● **PROBLEM STATEMENT**
Go through the records below and return each line that has "ConfigError" in it.

[[ MATERIAL SHOWN, beginning ]]

//! Scenario file discovery, format detection and deserialization.
//!
//! A data file is identified by its base name; the extension picks the
//! format. Exactly one of `{base}.ron`, `{base}.toml`, `{base}.json` may
//! exist in a directory.

use outbreak_core::config::ConfigError;
use serde::de::DeserializeOwned;
use std::path::{Path, PathBuf};

// ===========================================================================
// Errors
// ===========================================================================

/// Errors that can occur while loading a scenario.
#[derive(Debug, thiserror::Error)]
pub enum DataLoadError {
    /// A required data file was not found in the given directory.
    #[error("required file '{file}' not found in {dir}")]
    MissingRequired { file: String, dir: PathBuf },

    /// The file has an extension we don't support.
    #[error("unsupported format for file: {file}")]
    UnsupportedFormat { file: PathBuf },

    /// Two files with the same base name but different formats exist.
    #[error("conflicting formats: {a} and {b}")]
    ConflictingFormats { a: PathBuf, b: PathBuf },

    /// A deserialization error occurred.
    #[error("parse error in {file}: {detail}")]
    Parse { file: PathBuf, detail: String },

    /// The files parsed but describe an invalid simulation.
    #[error("invalid scenario: {0}")]
    Config(#[from] ConfigError),

    /// An I/O error occurred.
    #[error(transparent)]
    Io(#[from] std::io::Error),
}

// ===========================================================================
// Format detection
// ===========================================================================

/// Supported data file formats.
#[derive(Debug, Clone, Copy, PartialEq, Eq)]
pub enum Format {
    Ron,
    Toml,
    Json,
}

impl Format {
    pub const ALL: [Format; 3] = [Format::Ron, Format::Toml, Format::Json];

    pub fn extension(self) -> &'static str {
        match self {
            Format::Ron => "ron",
            Format::Toml => "toml",
            Format::Json => "json",
        }
    }
}

/// Detect the format of a file based on its extension.
pub fn detect_format(path: &Path) -> Result<Format, DataLoadError> {
    let ext = path.extension().and_then(|e| e.to_str());
    Format::ALL
        .into_iter()
        .find(|f| Some(f.extension()) == ext)
        .ok_or_else(|| DataLoadError::UnsupportedFormat {
            file: path.to_path_buf(),
        })
}

// ===========================================================================
// File discovery
// ===========================================================================

/// Find the data file called `base_name` in `dir`, in any supported format.
///
/// Returns `Ok(None)` if there is none, or `Err(ConflictingFormats)` if more
/// than one format is present.
pub fn find_data_file(dir: &Path, base_name: &str) -> Result<Option<PathBuf>, DataLoadError> {
    let mut found: Option<PathBuf> = None;

    for format in Format::ALL {
        let candidate = dir.join(format!("{base_name}.{}", format.extension()));
        if !candidate.is_file() {
            continue;
        }
        if let Some(existing) = found {
            return Err(DataLoadError::ConflictingFormats {
                a: existing,
                b: candidate,
            });
        }
        found = Some(candidate);
    }

    Ok(found)
}

/// Like [`find_data_file`], but a missing file is an error.
pub fn require_data_file(dir: &Path, base_name: &str) -> Result<PathBuf, DataLoadError> {
    find_data_file(dir, base_name)?.ok_or_else(|| DataLoadError::MissingRequired {
        file: base_name.to_string(),
        dir: dir.to_path_buf(),
    })
}

// ===========================================================================
// Deserialization
// ===========================================================================

fn parse_error(path: &Path, detail: impl ToString) -> DataLoadError {
    DataLoadError::Parse {
        file: path.to_path_buf(),
        detail: detail.to_string(),
    }
}

fn read(path: &Path) -> Result<(Format, String), DataLoadError> {
    let format = detect_format(path)?;
    let content = std::fs::read_to_string(path)?;
    log::debug!("reading {} as {format:?}", path.display());
    Ok((format, content))
}

/// Read a file and deserialize it according to its format.
pub fn deserialize_file<T: DeserializeOwned>(path: &Path) -> Result<T, DataLoadError> {
    let (format, content) = read(path)?;
    match format {
        Format::Ron => ron::from_str(&content).map_err(|e| parse_error(path, e)),
        Format::Json => serde_json::from_str(&content).map_err(|e| parse_error(path, e)),
        Format::Toml => toml::from_str(&content).map_err(|e| parse_error(path, e)),
    }
}

/// Deserialize a list of rows. TOML has no top-level arrays, so there the
/// rows live under `toml_key`; RON and JSON hold a bare list.
pub fn deserialize_list<T: DeserializeOwned>(
    path: &Path,
    toml_key: &str,
) -> Result<Vec<T>, DataLoadError> {
    let (format, content) = read(path)?;
    match format {
        Format::Ron => ron::from_str(&content).map_err(|e| parse_error(path, e)),
        Format::Json => serde_json::from_str(&content).map_err(|e| parse_error(path, e)),
        Format::Toml => {
            let mut table: toml::Table =
                toml::from_str(&content).map_err(|e| parse_error(path, e))?;
            let rows = table
                .remove(toml_key)
                .ok_or_else(|| parse_error(path, format!("missing key '{toml_key}'")))?;
            rows.try_into()
                .map_err(|e: toml::de::Error| parse_error(path, e))
        }
    }
}

// ===========================================================================
// Tests
// ===========================================================================

#[cfg(test)]
mod tests {
    use super::*;
    use crate::schema::DensityEffectRow;
    use std::fs;

    /// Create a temporary directory with a unique name for test isolation.
    fn make_test_dir(suffix: &str) -> PathBuf {
        let dir = std::env::temp_dir().join(format!(
            "outbreak_data_test_{suffix}_{}",
            std::process::id()
        ));
        let _ = fs::remove_dir_all(&dir);
        fs::create_dir_all(&dir).unwrap();
        dir
    }

    fn cleanup(dir: &Path) {
        let _ = fs::remove_dir_all(dir);
    }

    // -----------------------------------------------------------------------
    // detect_format
    // -----------------------------------------------------------------------

    #[test]
    fn detect_format_by_extension() {
        assert_eq!(detect_format(Path::new("a/scenario.ron")).unwrap(), Format::Ron);
        assert_eq!(detect_format(Path::new("scenario.toml")).unwrap(), Format::Toml);
        assert_eq!(detect_format(Path::new("scenario.json")).unwrap(), Format::Json);
    }

    #[test]
    fn detect_format_unsupported() {
        assert!(matches!(
            detect_format(Path::new("scenario.yaml")),
            Err(DataLoadError::UnsupportedFormat { .. })
        ));
        assert!(matches!(
            detect_format(Path::new("scenario")),
            Err(DataLoadError::UnsupportedFormat { .. })
        ));
    }

    // -----------------------------------------------------------------------
    // find_data_file / require_data_file
    // -----------------------------------------------------------------------

    #[test]
    fn find_data_file_any_format() {
        let dir = make_test_dir("find_any");
        fs::write(dir.join("scenario.toml"), "").unwrap();
        let found = find_data_file(&dir, "scenario").unwrap();
        assert_eq!(found, Some(dir.join("scenario.toml")));
        assert_eq!(find_data_file(&dir, "density_effect").unwrap(), None);
        cleanup(&dir);
    }

    #[test]
    fn find_data_file_conflict() {
        let dir = make_test_dir("find_conflict");
        fs::write(dir.join("scenario.ron"), "()").unwrap();
        fs::write(dir.join("scenario.json"), "{}").unwrap();
        let result = find_data_file(&dir, "scenario");
        assert!(matches!(
            result,
            Err(DataLoadError::ConflictingFormats { .. })
        ));
        cleanup(&dir);
    }

    #[test]
    fn require_data_file_missing() {
        let dir = make_test_dir("require_missing");
        let err = require_data_file(&dir, "scenario").unwrap_err();
        assert!(matches!(err, DataLoadError::MissingRequired { ref file, .. } if file == "scenario"));
        cleanup(&dir);
    }

    // -----------------------------------------------------------------------
    // deserialize_list
    // -----------------------------------------------------------------------

    #[test]
    fn deserialize_list_toml_uses_key() {
        let dir = make_test_dir("list_toml");
        let path = dir.join("density_effect.toml");
        fs::write(
            &path,
            r#"
[[rows]]
population_density = 0.0
effect = 0.0

[[rows]]
population_density = 1.0
effect = 1.0
"#,
        )
        .unwrap();

        let rows: Vec<DensityEffectRow> = deserialize_list(&path, "rows").unwrap();
        assert_eq!(rows.len(), 2);
        assert_eq!(rows[1].effect, 1.0);
        cleanup(&dir);
    }

    #[test]
    fn deserialize_list_toml_missing_key() {
        let dir = make_test_dir("list_toml_missing");
        let path = dir.join("density_effect.toml");
        fs::write(&path, r#"points = []"#).unwrap();

        let result: Result<Vec<DensityEffectRow>, _> = deserialize_list(&path, "rows");
        let err = result.unwrap_err();
        assert!(format!("{err}").contains("rows"), "got: {err}");
        cleanup(&dir);
    }

    #[test]
    fn deserialize_list_parse_error() {
        let dir = make_test_dir("list_parse_err");
        let path = dir.join("density_effect.ron");
        fs::write(&path, "[(population_density: 1.0,").unwrap();

        let result: Result<Vec<DensityEffectRow>, _> = deserialize_list(&path, "rows");
        assert!(matches!(result, Err(DataLoadError::Parse { .. })));
        cleanup(&dir);
    }

    // -----------------------------------------------------------------------
    // Errors
    // -----------------------------------------------------------------------

    #[test]
    fn error_display_messages() {
        let e = DataLoadError::MissingRequired {
            file: "scenario".to_string(),
            dir: PathBuf::from("/data"),
        };
        assert!(format!("{e}").contains("scenario"));
        assert!(format!("{e}").contains("/data"));

        let e = DataLoadError::Config(ConfigError::NonPositiveStepInterval);
        assert!(format!("{e}").contains("step_interval_seconds"));
    }

    #[test]
    fn io_error_converts() {
        let io_err = std::io::Error::new(std::io::ErrorKind::NotFound, "file not found");
        let data_err: DataLoadError = io_err.into();
        assert!(matches!(data_err, DataLoadError::Io(_)));
        assert!(format!("{data_err}").contains("file not found"));
    }
}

[[ MATERIAL SHOWN, end ]]

● **OUTPUT OF THE TASK**
use outbreak_core::config::ConfigError;
    Config(#[from] ConfigError),
        let e = DataLoadError::Config(ConfigError::NonPositiveStepInterval);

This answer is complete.